[WORK TASK] Return the lines from the start of the data through the line with "use crate::config::UserConfig;". Include both of those lines and no others.

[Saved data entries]
//! Roles, the permission table, and credential checks.
//!
//! Every account carries one [`Role`]. A role maps to a fixed
//! [`RolePermissions`] entry: which access levels it may view, edit, or
//! delete, and whether it may upload or manage users. Tribe roles see their
//! own level plus public material; admins see everything; guests read public
//! material only.
//!
//! [`UserDirectory`] checks a username and password against SHA-256 digests
//! taken from the `[[users]]` config entries and yields a [`Session`].

use std::collections::HashMap;
use std::fmt;
use std::str::FromStr;

use serde::Deserialize;
use sha2::{Digest, Sha256};
use thiserror::Error;

use crate::config::UserConfig;

#[derive(Debug, Clone, Copy, PartialEq, Eq, Hash, Deserialize, clap::ValueEnum)]
#[serde(rename_all = "lowercase")]
pub enum Role {
    Admin,
    Tribe1,
    Tribe2,
    Tribe3,
    Guest,
}

impl Role {
    pub const ALL: [Role; 5] = [
        Role::Admin,
        Role::Tribe1,
        Role::Tribe2,
        Role::Tribe3,
        Role::Guest,
    ];

    pub fn as_str(self) -> &'static str {
        match self {
            Role::Admin => "admin",
            Role::Tribe1 => "tribe1",
            Role::Tribe2 => "tribe2",
            Role::Tribe3 => "tribe3",
            Role::Guest => "guest",
        }
    }

    pub fn permissions(self) -> RolePermissions {
        use AccessLevel::{Public, Tribe1, Tribe2, Tribe3};

        let tribe = |level: &'static [AccessLevel], own: &'static [AccessLevel], description| {
            RolePermissions {
                view: Grant::Levels(level),
                edit: Grant::Levels(own),
                delete: Grant::Levels(own),
                upload: true,
                manage_users: false,
                description,
            }
        };

        match self {
            Role::Admin => RolePermissions {
                view: Grant::All,
                edit: Grant::All,
                delete: Grant::All,
                upload: true,
                manage_users: true,
                description: "Full system access",
            },
            Role::Tribe1 => tribe(&[Tribe1, Public], &[Tribe1], "Tribe 1 community access"),
            Role::Tribe2 => tribe(&[Tribe2, Public], &[Tribe2], "Tribe 2 community access"),
            Role::Tribe3 => tribe(&[Tribe3, Public], &[Tribe3], "Tribe 3 community access"),
            Role::Guest => RolePermissions {
                view: Grant::Levels(&[Public]),
                edit: Grant::Levels(&[]),
                delete: Grant::Levels(&[]),
                upload: false,
                manage_users: false,
                description: "Public read-only access",
            },
        }
    }

    /// Whether this role may perform `action`, optionally on material at
    /// `level`. Without a level, view/edit/delete ask whether the role may
    /// do that to anything at all.
    pub fn has_permission(self, action: Action, level: Option<AccessLevel>) -> bool {
        let perms = self.permissions();
        let grant = match action {
            Action::Upload => return perms.upload,
            Action::ManageUsers => return perms.manage_users,
            Action::View => perms.view,
            Action::Edit => perms.edit,
            Action::Delete => perms.delete,
        };
        match level {
            Some(level) => grant.covers(level),
            None => !grant.is_empty(),
        }
    }
}

impl fmt::Display for Role {
    fn fmt(&self, f: &mut fmt::Formatter<'_>) -> fmt::Result {
        f.write_str(self.as_str())
    }
}

impl FromStr for Role {
    type Err = UnknownRole;

    fn from_str(s: &str) -> Result<Self, Self::Err> {
        Role::ALL
            .into_iter()
            .find(|r| r.as_str() == s)
            .ok_or_else(|| UnknownRole(s.to_string()))
    }
}

#[derive(Debug, Clone, PartialEq, Eq, Error)]
#[error("unknown role: {0}")]
pub struct UnknownRole(pub String);

/// Visibility level of a piece of material.
#[derive(Debug, Clone, Copy, PartialEq, Eq, Hash, clap::ValueEnum)]
pub enum AccessLevel {
    Public,
    Tribe1,
    Tribe2,
    Tribe3,
}

/// Which access levels a permission reaches.
#[derive(Debug, Clone, Copy, PartialEq, Eq)]
pub enum Grant {
    All,
    Levels(&'static [AccessLevel]),
}

impl Grant {
    pub fn covers(self, level: AccessLevel) -> bool {
        match self {
            Grant::All => true,
            Grant::Levels(levels) => levels.contains(&level),
        }
    }

    pub fn is_empty(self) -> bool {
        matches!(self, Grant::Levels(levels) if levels.is_empty())
    }
}

#[derive(Debug, Clone, Copy, PartialEq, Eq)]
pub struct RolePermissions {
    pub view: Grant,
    pub edit: Grant,
    pub delete: Grant,
    pub upload: bool,
    pub manage_users: bool,
    pub description: &'static str,
}

#[derive(Debug, Clone, Copy, PartialEq, Eq, clap::ValueEnum)]
pub enum Action {
    Upload,
    View,
    Edit,
    Delete,
    ManageUsers,
}

/// A logged-in user.
#[derive(Debug, Clone, PartialEq, Eq)]
pub struct Session {
    pub username: String,
    pub role: Role,
}

impl Session {
    pub fn is_admin(&self) -> bool {
        self.role == Role::Admin
    }

    pub fn is_guest(&self) -> bool {
        self.role == Role::Guest
    }

    pub fn permissions(&self) -> RolePermissions {
        self.role.permissions()
    }
}

/// Permission check for a possibly logged-out caller. No session, no access.
pub fn has_permission(session: Option<&Session>, action: Action, level: Option<AccessLevel>) -> bool {
    session.is_some_and(|s| s.role.has_permission(action, level))
}

#[derive(Debug, Clone, PartialEq, Eq, Error)]
pub enum LoginError {
    #[error("Invalid username")]
    UnknownUser,
    #[error("Invalid password")]
    WrongPassword,
}

#[derive(Debug, Clone)]
struct Account {
    role: Role,
    password_sha256: String,
}

/// Accounts known to this deployment.
#[derive(Debug, Clone, Default)]
pub struct UserDirectory {
    accounts: HashMap<String, Account>,
}

impl UserDirectory {
    pub fn new() -> Self {
        Self::default()
    }

    pub fn from_config(users: &[UserConfig]) -> Self {
        let mut directory = Self::new();
        for user in users {
            directory.accounts.insert(
                user.name.clone(),
                Account {
                    role: user.role,
                    password_sha256: user.password_sha256.to_ascii_lowercase(),
                },
            );
        }
        directory
    }

    /// Add an account from a plain password.
    pub fn with_user(mut self, name: &str, password: &str, role: Role) -> Self {
        self.accounts.insert(
            name.to_string(),
            Account {
                role,
                password_sha256: password_digest(password),
            },
        );
        self
    }

    pub fn login(&self, username: &str, password: &str) -> Result<Session, LoginError> {
        let account = self.accounts.get(username).ok_or(LoginError::UnknownUser)?;
        if account.password_sha256 != password_digest(password) {
            tracing::warn!(user = %username, "rejected login");
            return Err(LoginError::WrongPassword);
        }
        tracing::info!(user = %username, role = %account.role, "logged in");
        Ok(Session {
            username: username.to_string(),
            role: account.role,
        })
    }

    pub fn len(&self) -> usize {
        self.accounts.len()
    }

    pub fn is_empty(&self) -> bool {
        self.accounts.is_empty()
    }
}

/// Lowercase hex SHA-256 of `password`, the form stored in `[[users]]`.
pub fn password_digest(password: &str) -> String {
    format!("{:x}", Sha256::digest(password.as_bytes()))
}

/// CLI entry point for `vault can`.
pub fn run_can(role: Role, action: Action, level: Option<AccessLevel>) -> anyhow::Result<()> {
    let allowed = role.has_permission(action, level);
    println!("{}", if allowed { "allowed" } else { "denied" });
    println!("{}: {}", role, role.permissions().description);
    Ok(())
}

/// CLI entry point for `vault login`. The password is read from stdin.
pub fn run_login(users: &[UserConfig], username: &str) -> anyhow::Result<()> {
    let mut password = String::new();
    std::io::stdin().read_line(&mut password)?;
    let password = password.trim_end_matches(['\r', '\n']);

    let session = UserDirectory::from_config(users).login(username, password)?;
    println!(
        "{} ({}: {})",
        session.username,
        session.role,
        session.permissions().description
    );
    Ok(())
}

#[cfg(test)]
mod tests {
    use super::*;

    fn directory() -> UserDirectory {
        UserDirectory::new()
            .with_user("admin", "seedvault", Role::Admin)
            .with_user("guest", "guest123", Role::Guest)
            .with_user("tribe1", "tribe1pass", Role::Tribe1)
    }

    #[test]
    fn valid_credentials_log_in_with_role() {
        let session = directory().login("admin", "seedvault").unwrap();
        assert_eq!(session.username, "admin");
        assert!(session.is_admin());
        assert!(!session.is_guest());

        let session = directory().login("guest", "guest123").unwrap();
        assert!(session.is_guest());
        assert_eq!(session.permissions().description, "Public read-only access");
    }

    #[test]
    fn bad_credentials_are_told_apart() {
        assert_eq!(
            directory().login("nobody", "seedvault").unwrap_err(),
            LoginError::UnknownUser
        );
        assert_eq!(
            directory().login("admin", "wrong").unwrap_err(),
            LoginError::WrongPassword
        );
        assert_eq!(directory().login("", "seedvault").unwrap_err().to_string(), "Invalid username");
        assert_eq!(directory().login("admin", "").unwrap_err().to_string(), "Invalid password");
    }

    #[test]
    fn admin_may_do_everything() {
        for action in [Action::Upload, Action::View, Action::Edit, Action::Delete, Action::ManageUsers] {
            assert!(Role::Admin.has_permission(action, None), "{action:?}");
        }
        assert!(Role::Admin.has_permission(Action::Edit, Some(AccessLevel::Tribe3)));
    }

    #[test]
    fn guest_reads_public_only() {
        assert!(Role::Guest.has_permission(Action::View, None));
        assert!(Role::Guest.has_permission(Action::View, Some(AccessLevel::Public)));
        assert!(!Role::Guest.has_permission(Action::View, Some(AccessLevel::Tribe1)));
        assert!(!Role::Guest.has_permission(Action::Edit, None));
        assert!(!Role::Guest.has_permission(Action::Delete, Some(AccessLevel::Public)));
        assert!(!Role::Guest.has_permission(Action::Upload, None));
        assert!(!Role::Guest.has_permission(Action::ManageUsers, None));
    }

    #[test]
    fn tribes_are_confined_to_their_own_level() {
        let tribe = Role::Tribe2;
        assert!(tribe.has_permission(Action::Upload, None));
        assert!(tribe.has_permission(Action::View, Some(AccessLevel::Public)));
        assert!(tribe.has_permission(Action::View, Some(AccessLevel::Tribe2)));
        assert!(!tribe.has_permission(Action::View, Some(AccessLevel::Tribe1)));
        assert!(tribe.has_permission(Action::Edit, Some(AccessLevel::Tribe2)));
        assert!(!tribe.has_permission(Action::Edit, Some(AccessLevel::Public)));
        assert!(!tribe.has_permission(Action::ManageUsers, None));
    }

    #[test]
    fn logged_out_caller_has_no_permissions() {
        assert!(!has_permission(None, Action::View, None));
        let session = directory().login("tribe1", "tribe1pass").unwrap();
        assert!(has_permission(Some(&session), Action::View, Some(AccessLevel::Tribe1)));
    }

    #[test]
    fn roles_parse_from_their_names() {
        for role in Role::ALL {
            assert_eq!(role.as_str().parse::<Role>().unwrap(), role);
        }
        assert!("root".parse::<Role>().is_err());
    }

    #[test]
    fn configured_digest_matches_plain_password() {
        let users = vec![UserConfig {
            name: "tribe3".to_string(),
            role: Role::Tribe3,
            password_sha256: password_digest("tribe3pass").to_uppercase(),
        }];
        let session = UserDirectory::from_config(&users).login("tribe3", "tribe3pass").unwrap();
        assert_eq!(session.role, Role::Tribe3);
    }
}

[ANSWER TO THIS EXERCISE]
//! Roles, the permission table, and credential checks.
//!
//! Every account carries one [`Role`]. A role maps to a fixed
//! [`RolePermissions`] entry: which access levels it may view, edit, or
//! delete, and whether it may upload or manage users. Tribe roles see their
//! own level plus public material; admins see everything; guests read public
//! material only.
//!
//! [`UserDirectory`] checks a username and password against SHA-256 digests
//! taken from the `[[users]]` config entries and yields a [`Session`].

use std::collections::HashMap;
use std::fmt;
use std::str::FromStr;

use serde::Deserialize;
use sha2::{Digest, Sha256};
use thiserror::Error;

use crate::config::UserConfig;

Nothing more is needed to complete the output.